:: DATA FOR THE TASK ::
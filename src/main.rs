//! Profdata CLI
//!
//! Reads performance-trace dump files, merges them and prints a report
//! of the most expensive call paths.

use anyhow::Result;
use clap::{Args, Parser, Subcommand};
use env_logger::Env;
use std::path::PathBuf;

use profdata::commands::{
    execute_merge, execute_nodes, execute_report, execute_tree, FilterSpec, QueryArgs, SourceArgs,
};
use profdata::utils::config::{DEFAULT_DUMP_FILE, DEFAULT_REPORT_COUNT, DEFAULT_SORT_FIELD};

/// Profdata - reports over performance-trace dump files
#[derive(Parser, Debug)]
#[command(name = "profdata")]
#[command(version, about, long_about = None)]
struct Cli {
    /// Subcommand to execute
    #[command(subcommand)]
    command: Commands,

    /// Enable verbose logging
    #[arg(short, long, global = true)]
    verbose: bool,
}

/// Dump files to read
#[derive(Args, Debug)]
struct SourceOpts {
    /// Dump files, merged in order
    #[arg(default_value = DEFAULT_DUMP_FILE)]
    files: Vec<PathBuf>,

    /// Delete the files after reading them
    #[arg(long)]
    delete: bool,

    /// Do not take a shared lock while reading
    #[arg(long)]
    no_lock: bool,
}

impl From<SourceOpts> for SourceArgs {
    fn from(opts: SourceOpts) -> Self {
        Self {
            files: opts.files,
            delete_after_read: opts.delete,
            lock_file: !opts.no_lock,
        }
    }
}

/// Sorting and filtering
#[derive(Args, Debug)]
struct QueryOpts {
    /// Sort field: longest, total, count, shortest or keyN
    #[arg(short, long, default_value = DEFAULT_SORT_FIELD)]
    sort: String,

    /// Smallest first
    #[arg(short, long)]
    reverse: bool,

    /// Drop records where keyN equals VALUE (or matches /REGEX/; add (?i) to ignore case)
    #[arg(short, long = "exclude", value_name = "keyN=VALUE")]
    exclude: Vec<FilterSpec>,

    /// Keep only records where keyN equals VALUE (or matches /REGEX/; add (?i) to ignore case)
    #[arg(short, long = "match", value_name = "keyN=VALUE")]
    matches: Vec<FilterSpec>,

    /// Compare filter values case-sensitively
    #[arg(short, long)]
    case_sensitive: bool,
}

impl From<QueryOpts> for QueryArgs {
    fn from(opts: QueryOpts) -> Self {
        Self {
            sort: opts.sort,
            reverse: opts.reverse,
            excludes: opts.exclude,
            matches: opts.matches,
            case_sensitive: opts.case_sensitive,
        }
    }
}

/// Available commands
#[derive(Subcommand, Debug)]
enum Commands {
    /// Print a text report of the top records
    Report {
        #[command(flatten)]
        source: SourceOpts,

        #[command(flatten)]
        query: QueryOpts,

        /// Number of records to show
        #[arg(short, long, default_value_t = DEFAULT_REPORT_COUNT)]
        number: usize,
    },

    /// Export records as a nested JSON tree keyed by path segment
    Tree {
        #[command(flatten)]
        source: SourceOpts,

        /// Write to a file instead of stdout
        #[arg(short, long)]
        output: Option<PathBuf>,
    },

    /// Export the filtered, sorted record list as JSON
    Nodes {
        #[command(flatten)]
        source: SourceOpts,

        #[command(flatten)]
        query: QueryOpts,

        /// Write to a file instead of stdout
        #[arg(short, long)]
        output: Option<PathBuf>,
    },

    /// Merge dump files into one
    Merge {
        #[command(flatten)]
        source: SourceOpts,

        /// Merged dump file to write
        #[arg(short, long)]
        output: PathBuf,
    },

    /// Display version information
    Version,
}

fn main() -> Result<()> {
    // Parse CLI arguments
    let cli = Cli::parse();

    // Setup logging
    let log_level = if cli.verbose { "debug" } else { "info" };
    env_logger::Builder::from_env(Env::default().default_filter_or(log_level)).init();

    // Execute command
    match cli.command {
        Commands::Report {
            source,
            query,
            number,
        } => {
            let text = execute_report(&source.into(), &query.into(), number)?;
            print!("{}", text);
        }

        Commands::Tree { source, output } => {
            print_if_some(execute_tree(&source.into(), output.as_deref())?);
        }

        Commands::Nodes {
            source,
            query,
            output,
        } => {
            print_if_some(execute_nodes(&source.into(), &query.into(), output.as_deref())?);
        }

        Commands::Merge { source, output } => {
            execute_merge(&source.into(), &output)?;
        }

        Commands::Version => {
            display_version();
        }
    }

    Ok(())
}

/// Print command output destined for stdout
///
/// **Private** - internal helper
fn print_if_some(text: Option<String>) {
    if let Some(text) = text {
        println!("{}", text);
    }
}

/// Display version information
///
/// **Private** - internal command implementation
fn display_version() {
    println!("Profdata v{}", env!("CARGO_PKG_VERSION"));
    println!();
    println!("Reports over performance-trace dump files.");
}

:: TASK OBJECTIVE ::
If a line in the records above has the word "FilterSpec", copy it out.

:: ANSWER BOX ::
    execute_merge, execute_nodes, execute_report, execute_tree, FilterSpec, QueryArgs, SourceArgs,
    exclude: Vec<FilterSpec>,
    matches: Vec<FilterSpec>,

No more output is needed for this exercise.